PROVIDED RECORDS ::

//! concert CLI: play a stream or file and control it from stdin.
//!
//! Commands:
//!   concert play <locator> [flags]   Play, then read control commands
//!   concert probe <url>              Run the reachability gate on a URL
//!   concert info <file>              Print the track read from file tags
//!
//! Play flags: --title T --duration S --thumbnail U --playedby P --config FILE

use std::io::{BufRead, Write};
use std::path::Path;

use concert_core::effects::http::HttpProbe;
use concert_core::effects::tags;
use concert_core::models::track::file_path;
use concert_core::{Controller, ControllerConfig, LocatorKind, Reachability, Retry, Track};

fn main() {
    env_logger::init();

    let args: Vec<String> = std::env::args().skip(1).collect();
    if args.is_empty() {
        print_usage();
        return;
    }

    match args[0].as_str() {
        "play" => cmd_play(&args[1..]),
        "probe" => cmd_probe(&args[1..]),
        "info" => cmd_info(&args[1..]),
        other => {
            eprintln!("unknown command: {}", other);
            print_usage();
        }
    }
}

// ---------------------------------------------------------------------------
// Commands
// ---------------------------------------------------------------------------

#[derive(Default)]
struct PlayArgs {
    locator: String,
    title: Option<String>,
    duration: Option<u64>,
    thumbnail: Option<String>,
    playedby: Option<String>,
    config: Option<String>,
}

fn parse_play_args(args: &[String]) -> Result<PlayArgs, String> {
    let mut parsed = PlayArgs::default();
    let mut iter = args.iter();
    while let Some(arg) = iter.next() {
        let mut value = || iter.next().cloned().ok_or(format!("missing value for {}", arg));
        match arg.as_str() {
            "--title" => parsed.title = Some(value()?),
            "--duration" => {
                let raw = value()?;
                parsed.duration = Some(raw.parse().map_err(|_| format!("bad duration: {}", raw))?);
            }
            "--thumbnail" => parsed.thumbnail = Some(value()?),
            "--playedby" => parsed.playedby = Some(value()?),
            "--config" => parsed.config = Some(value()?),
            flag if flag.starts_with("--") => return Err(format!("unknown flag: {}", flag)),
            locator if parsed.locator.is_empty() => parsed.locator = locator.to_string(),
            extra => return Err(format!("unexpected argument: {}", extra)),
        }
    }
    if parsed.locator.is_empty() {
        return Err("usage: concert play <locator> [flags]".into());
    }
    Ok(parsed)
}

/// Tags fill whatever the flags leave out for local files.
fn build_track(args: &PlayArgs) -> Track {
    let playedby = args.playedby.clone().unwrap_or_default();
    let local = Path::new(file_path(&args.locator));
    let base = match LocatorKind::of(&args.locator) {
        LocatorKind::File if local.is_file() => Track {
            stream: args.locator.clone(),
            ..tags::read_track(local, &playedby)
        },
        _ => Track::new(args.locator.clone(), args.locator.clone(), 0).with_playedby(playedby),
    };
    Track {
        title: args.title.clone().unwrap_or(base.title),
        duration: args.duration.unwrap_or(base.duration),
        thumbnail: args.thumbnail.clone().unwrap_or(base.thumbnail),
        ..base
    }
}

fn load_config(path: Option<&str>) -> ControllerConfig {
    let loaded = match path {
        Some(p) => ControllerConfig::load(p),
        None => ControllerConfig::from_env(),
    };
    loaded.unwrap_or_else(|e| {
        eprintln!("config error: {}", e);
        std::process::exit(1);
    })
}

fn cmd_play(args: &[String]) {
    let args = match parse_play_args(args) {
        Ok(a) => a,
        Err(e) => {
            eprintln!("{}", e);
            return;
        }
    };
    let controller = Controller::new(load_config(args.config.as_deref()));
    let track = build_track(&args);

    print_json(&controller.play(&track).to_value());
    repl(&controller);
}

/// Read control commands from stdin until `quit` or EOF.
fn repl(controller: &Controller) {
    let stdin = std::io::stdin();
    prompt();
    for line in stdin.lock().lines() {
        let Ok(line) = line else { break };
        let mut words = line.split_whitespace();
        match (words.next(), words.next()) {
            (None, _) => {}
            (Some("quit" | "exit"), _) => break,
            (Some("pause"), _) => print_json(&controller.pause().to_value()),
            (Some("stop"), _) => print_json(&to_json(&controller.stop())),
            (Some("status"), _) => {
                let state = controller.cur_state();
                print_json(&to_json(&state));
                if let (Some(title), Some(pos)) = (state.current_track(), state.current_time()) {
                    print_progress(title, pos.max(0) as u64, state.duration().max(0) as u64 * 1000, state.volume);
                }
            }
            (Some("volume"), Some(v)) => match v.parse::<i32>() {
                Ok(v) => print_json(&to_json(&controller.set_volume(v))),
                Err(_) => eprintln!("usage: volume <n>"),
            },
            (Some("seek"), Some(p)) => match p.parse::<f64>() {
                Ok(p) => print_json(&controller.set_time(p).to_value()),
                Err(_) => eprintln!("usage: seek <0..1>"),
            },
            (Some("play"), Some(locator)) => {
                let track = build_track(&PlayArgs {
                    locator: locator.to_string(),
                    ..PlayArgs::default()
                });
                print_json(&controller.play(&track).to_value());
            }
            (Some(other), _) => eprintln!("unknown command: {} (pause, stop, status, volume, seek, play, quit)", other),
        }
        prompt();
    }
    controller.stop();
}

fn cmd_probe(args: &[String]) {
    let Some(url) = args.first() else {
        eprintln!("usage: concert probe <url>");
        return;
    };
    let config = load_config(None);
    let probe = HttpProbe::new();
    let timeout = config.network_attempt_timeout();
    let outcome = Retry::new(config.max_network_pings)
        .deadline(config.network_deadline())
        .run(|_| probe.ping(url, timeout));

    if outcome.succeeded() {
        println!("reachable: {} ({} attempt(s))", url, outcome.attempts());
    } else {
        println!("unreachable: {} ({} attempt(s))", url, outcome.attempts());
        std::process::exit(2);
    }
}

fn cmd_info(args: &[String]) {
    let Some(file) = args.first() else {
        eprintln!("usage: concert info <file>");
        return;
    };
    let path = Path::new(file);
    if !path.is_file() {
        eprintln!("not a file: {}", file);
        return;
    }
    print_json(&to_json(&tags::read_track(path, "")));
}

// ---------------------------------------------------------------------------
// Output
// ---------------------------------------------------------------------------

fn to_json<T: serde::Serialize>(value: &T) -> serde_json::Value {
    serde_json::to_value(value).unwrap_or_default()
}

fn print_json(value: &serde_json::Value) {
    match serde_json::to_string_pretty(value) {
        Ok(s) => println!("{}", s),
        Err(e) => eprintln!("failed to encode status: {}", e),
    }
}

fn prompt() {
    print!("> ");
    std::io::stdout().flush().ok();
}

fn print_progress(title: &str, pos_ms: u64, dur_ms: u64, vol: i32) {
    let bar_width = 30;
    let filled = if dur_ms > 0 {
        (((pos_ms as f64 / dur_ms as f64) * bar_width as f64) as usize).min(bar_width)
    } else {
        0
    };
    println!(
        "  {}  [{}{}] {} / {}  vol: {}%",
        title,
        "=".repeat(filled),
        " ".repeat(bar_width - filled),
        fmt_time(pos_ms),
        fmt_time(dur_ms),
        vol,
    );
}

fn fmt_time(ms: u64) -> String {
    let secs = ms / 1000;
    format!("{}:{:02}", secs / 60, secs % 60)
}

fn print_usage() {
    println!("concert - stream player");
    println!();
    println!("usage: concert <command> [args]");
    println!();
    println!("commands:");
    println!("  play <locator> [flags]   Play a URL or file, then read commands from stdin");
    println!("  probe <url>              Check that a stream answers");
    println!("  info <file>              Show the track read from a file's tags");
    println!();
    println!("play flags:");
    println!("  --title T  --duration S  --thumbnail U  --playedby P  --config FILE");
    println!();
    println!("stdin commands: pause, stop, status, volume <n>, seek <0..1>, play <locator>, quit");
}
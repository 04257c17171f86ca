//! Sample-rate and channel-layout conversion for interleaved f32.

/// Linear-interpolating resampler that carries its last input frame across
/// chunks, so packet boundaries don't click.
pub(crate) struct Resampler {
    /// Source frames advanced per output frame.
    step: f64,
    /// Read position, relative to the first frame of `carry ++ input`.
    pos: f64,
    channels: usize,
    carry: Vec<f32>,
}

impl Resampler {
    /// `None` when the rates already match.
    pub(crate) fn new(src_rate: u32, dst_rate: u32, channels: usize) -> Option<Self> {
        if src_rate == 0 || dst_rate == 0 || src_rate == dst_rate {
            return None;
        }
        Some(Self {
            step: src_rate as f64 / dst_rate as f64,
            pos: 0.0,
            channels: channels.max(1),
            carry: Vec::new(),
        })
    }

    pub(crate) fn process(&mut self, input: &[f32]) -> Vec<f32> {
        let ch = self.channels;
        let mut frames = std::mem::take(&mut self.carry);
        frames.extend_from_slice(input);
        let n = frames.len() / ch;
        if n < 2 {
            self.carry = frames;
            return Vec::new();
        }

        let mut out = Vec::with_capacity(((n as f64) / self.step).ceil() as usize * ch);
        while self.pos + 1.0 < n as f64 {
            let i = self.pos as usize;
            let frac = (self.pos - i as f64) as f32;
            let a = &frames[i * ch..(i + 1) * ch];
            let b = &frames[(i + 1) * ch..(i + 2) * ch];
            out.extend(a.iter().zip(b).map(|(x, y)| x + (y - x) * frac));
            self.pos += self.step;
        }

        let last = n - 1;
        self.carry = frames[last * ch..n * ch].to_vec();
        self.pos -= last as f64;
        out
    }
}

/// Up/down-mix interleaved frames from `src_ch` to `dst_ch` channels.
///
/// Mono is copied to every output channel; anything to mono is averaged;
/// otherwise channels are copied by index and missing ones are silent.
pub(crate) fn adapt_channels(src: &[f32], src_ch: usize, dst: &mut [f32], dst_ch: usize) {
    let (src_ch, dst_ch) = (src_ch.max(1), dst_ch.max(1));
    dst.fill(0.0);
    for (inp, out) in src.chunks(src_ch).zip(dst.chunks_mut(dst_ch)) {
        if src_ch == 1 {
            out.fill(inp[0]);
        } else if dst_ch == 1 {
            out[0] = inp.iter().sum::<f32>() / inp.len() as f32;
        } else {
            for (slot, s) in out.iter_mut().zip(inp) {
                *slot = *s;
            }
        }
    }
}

TASK TO COMPLETE ::
Your answer must be the line with "self.carry = frames;" and all lines after it through the final line of the entries, copied exactly and with nothing added.

EXERCISE ANSWER ::
            self.carry = frames;
            return Vec::new();
        }

        let mut out = Vec::with_capacity(((n as f64) / self.step).ceil() as usize * ch);
        while self.pos + 1.0 < n as f64 {
            let i = self.pos as usize;
            let frac = (self.pos - i as f64) as f32;
            let a = &frames[i * ch..(i + 1) * ch];
            let b = &frames[(i + 1) * ch..(i + 2) * ch];
            out.extend(a.iter().zip(b).map(|(x, y)| x + (y - x) * frac));
            self.pos += self.step;
        }

        let last = n - 1;
        self.carry = frames[last * ch..n * ch].to_vec();
        self.pos -= last as f64;
        out
    }
}

/// Up/down-mix interleaved frames from `src_ch` to `dst_ch` channels.
///
/// Mono is copied to every output channel; anything to mono is averaged;
/// otherwise channels are copied by index and missing ones are silent.
pub(crate) fn adapt_channels(src: &[f32], src_ch: usize, dst: &mut [f32], dst_ch: usize) {
    let (src_ch, dst_ch) = (src_ch.max(1), dst_ch.max(1));
    dst.fill(0.0);
    for (inp, out) in src.chunks(src_ch).zip(dst.chunks_mut(dst_ch)) {
        if src_ch == 1 {
            out.fill(inp[0]);
        } else if dst_ch == 1 {
            out[0] = inp.iter().sum::<f32>() / inp.len() as f32;
        } else {
            for (slot, s) in out.iter_mut().zip(inp) {
                *slot = *s;
            }
        }
    }
}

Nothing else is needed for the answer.